In the late 1970's, Clark launched the notions of melanocytic dysplasia, DN, and DNS. The foundations on which those concepts were constructed were as rickety as those of Allen. After 20 years, Clark, co-workers, and acolytes, in hundreds of articles, have yet to issue repeatable comprehensive definitions of and criteria for melanocytic dysplasia, DN, and DNS. Despite this, scientists in different corners of the globe are in hot pursuit of a gene supposed to be responsible for the DN-melanoma syndrome. Clinicians worldwide continue to do injury to patients by frightening them, unnecessarily, about risk of melanoma based on the presence of a single DN and by removing, unnecessarily, obvious nevi, sometimes many of them, all of which prove by microscopy to be benign.

Clark, who has created a "small industry" (more than 50 articles published in 16 years about the wooly notions of what he calls melanocytic dysplasia, DN, and DNS), decries the controversies that have resulted from that industry (British Medical Bulletin, 1995). We decry the fact that there has not been more controversy about those ideas, dissatisfaction that prompted us to review those subjects critically in the four part series that has appeared in this journal. Not surprisingly, considering the woeful state of medical "education," it is just as difficult to find in the literature of pathology a dissenting opinion to that of Clark about DN as it was of Allen about "active junction nevus." The end of DN will be the same as that of active junction nevus, and that demise is inevitable, independent of our comments about it. If, however, our efforts have contributed to hastening the end of the myth of DN and the DNS, we take some measure of satisfaction from having spared some patients unnecessary physical and emotional injury.
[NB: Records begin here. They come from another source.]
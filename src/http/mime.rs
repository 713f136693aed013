use std::path::Path;

use mime_guess::mime;

/// Content-Type for a file, guessed from its extension.
///
/// Unknown extensions are `application/octet-stream`. Text types without
/// an explicit charset are served as UTF-8.
pub fn content_type_for(path: &Path) -> String {
    let guessed = mime_guess::from_path(path).first_or_octet_stream();
    if guessed.type_() == mime::TEXT && guessed.get_param(mime::CHARSET).is_none() {
        format!("{guessed}; charset=utf-8")
    } else {
        guessed.to_string()
    }
}

#[cfg(test)]
mod tests {
    use super::*;

    #[test]
    fn known_and_unknown_extensions() {
        assert_eq!(content_type_for(Path::new("a/index.HTML")), "text/html; charset=utf-8");
        assert_eq!(content_type_for(Path::new("site.css")), "text/css; charset=utf-8");
        assert_eq!(content_type_for(Path::new("logo.png")), "image/png");
        assert_eq!(content_type_for(Path::new("clip.mp4")), "video/mp4");
        assert_eq!(content_type_for(Path::new("data.csv")), "text/csv; charset=utf-8");
        assert_eq!(content_type_for(Path::new("Makefile")), "application/octet-stream");
    }
}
Our purpose, beyond that of an intellectual exercise conducted in critical, incisive, and academic fashion, is to encourage colleagues in pathology and in dermatology to participate, in a socially conscionable way, in debate about issues of the day. It is unlikely that those who shrink from resisting "dysplasia" will be more courageous about opposing demagoguery, despotism, and demons of all kinds.